No recuerdo el primer equipo eléctrico que vi en mi casa, siendo niño. Recuerdo que a medida que crecía iba descubriendo nuevos aparatos para mí fascinantes: el refrigerador de donde mi madre sacaba la leche, los refrescos, el agua que nos tomábamos siempre fría... el radio con el que oíamos los partidos de béisbol y algunos programas musicales como el de Barbarito Diez que mi madre jamás se perdía, así como novelas, y mi padre las noticias que además leía por las mañanas en los dos periódicos que traían a casa: EL PAIS y EXCELSIOR, con rotograbados los domingos y muñequitos en colores los fines de semana, con los que yo me deleitaba, disfrutándolos en mi habitación, a veces acostado en la cama, imaginando las aventuras, las acciones, los viajes, las regiones que aparecían, de las que prefería las de nieve, que soñaba con ver algún día, pensando que sería algo con lo que se podía jugar como un juguete más... y si acaso alguna batidora en la cocina para uso exclusivo de mi madre. No había más aparatos, al menos mientras yo cursé la primaria, hasta que cuando llegó la adolescencia aumentó la familia de la electricidad con un ventilador y un televisor en blanco y negro que opacó la emoción de los partidos de béisbol en la radio.

Con los años, que pasan demasiado rápido, en mi casa fue creciendo la familia eléctrica desde que comencé a trabajar, hasta llegar a la electrónica, modernizándonos un poco hasta donde podíamos vía recursos económicos. Hoy, muertos mis padres y yo esperando a la pelona que por ahora me ha dicho que tranquilo, que no me tiene en su lista de pedidos, vivo rodeado de artículos y equipos de distinta presencia y de variado uso: computadora, impresora, televisor, DVD, horno, ventiladores, aire acondicionado, calefacción, reloj fosforescente, afeitadora eléctrica, cámara fotográfica, lámpara de noche (que a veces uso de día), tensiómetro, equipo de música, mandos a distancia, etc.

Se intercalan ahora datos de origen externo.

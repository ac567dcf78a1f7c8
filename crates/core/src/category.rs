//! Product categories.

use serde::{Deserialize, Serialize};

/// The aisle a product belongs to.
///
/// Closed set; serialized by variant name. The list endpoint that exposes
/// these to clients lives outside this workspace.
#[derive(Debug, Copy, Clone, PartialEq, Eq, Hash, Serialize, Deserialize)]
pub enum Category {
    Fruit,
    Meat,
    FishAndSeafood,
    FoodCupboard,
    Drinks,
    Chilled,
    Frozen,
    Bakery,
    Vegetables,
    TeaAndCoffee,
    AlcoholicDrinks,
    SaucesOilsAndDressings,
    PastaRiceAndNoodles,
    SeedsNutsAndDriedFruits,
    ChocolateAndSweets,
    TinsCansAndPackets,
    Desserts,
    Dairy,
    Eggs,
}

#[cfg(test)]
mod tests {
    use super::*;

    #[test]
    fn categories_serialize_by_name() {
        let json = serde_json::to_value(Category::AlcoholicDrinks).unwrap();
        assert_eq!(json, serde_json::json!("AlcoholicDrinks"));
    }
}
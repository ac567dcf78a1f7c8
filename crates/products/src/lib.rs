//! Products domain module (event-sourced).
//!
//! A product is anything that can end up on a shopping list: an ingredient
//! of a meal or an item added to a shop directly. Pure domain logic only
//! (no IO, no HTTP, no storage).

pub mod product;

pub use product::{
    CreateProduct, Product, ProductCommand, ProductCreated, ProductEvent, ProductName,
};
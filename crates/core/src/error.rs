//! Domain error model.

use thiserror::Error;

/// Result type used across the domain layer.
pub type DomainResult<T> = Result<T, DomainError>;

/// Domain-level error.
///
/// Keep this focused on deterministic business failures (validation,
/// invariants, conflicts). Infrastructure concerns belong elsewhere.
#[derive(Debug, Error, Clone, PartialEq, Eq)]
pub enum DomainError {
    /// A value failed validation (e.g. malformed input).
    #[error("validation failed: {0}")]
    Validation(String),

    /// A domain invariant was violated.
    #[error("invariant violated: {0}")]
    InvariantViolation(String),

    /// An identifier was invalid (e.g. parse failure).
    #[error("invalid identifier: {0}")]
    InvalidId(String),

    /// A requested entity was not found (domain-level).
    #[error("not found")]
    NotFound,

    /// A conflict occurred (e.g. stale version, duplicate creation).
    #[error("conflict: {0}")]
    Conflict(String),
}

impl DomainError {
    pub fn validation(msg: impl Into<String>) -> Self {
        Self::Validation(msg.into())
    }

    pub fn invariant(msg: impl Into<String>) -> Self {
        Self::InvariantViolation(msg.into())
    }

    pub fn invalid_id(msg: impl Into<String>) -> Self {
        Self::InvalidId(msg.into())
    }

    pub fn conflict(msg: impl Into<String>) -> Self {
        Self::Conflict(msg.into())
    }

    pub fn not_found() -> Self {
        Self::NotFound
    }
}
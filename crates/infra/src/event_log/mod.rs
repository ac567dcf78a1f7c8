//! Durable event log implementations.
//!
//! The in-memory log lives with the generic machinery in `larder-events`;
//! this module holds the storage-backed implementation.

pub mod sqlite;

pub use sqlite::SqliteEventLog;
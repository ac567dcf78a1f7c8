//! Tracing/logging setup shared by every binary that embeds the domain core.

/// Process-wide tracing initialization.
///
/// Safe to call multiple times; subsequent calls become no-ops.
pub fn init() {
    tracing::init();
}

/// Tracing configuration (filters, formatting).
pub mod tracing;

Y si me detengo a calibrar el valor de cada uno de ellos, el verdadero, que es el valor de uso, me pregunto: ¿qué tiempo tengo para dedicarle a tantos?, si el día sólo tiene 24 horas y de ellas hay que descontar las del sueño, el aseo personal, la alimentación, el trabajo, el transporte, las salidas para las gestiones imprescindibles, la vida social, la lectura en papel, y... ¡casi nada! La respuesta está clara: a algunos de esos aparatos muy poco o ninguno, lo que los convierte, con el tiempo de no-uso, en objetos decorativos o inútiles que ocupan espacio y requieren que de vez en cuando les pasemos cuando menos un paño para limpiar sus superficies.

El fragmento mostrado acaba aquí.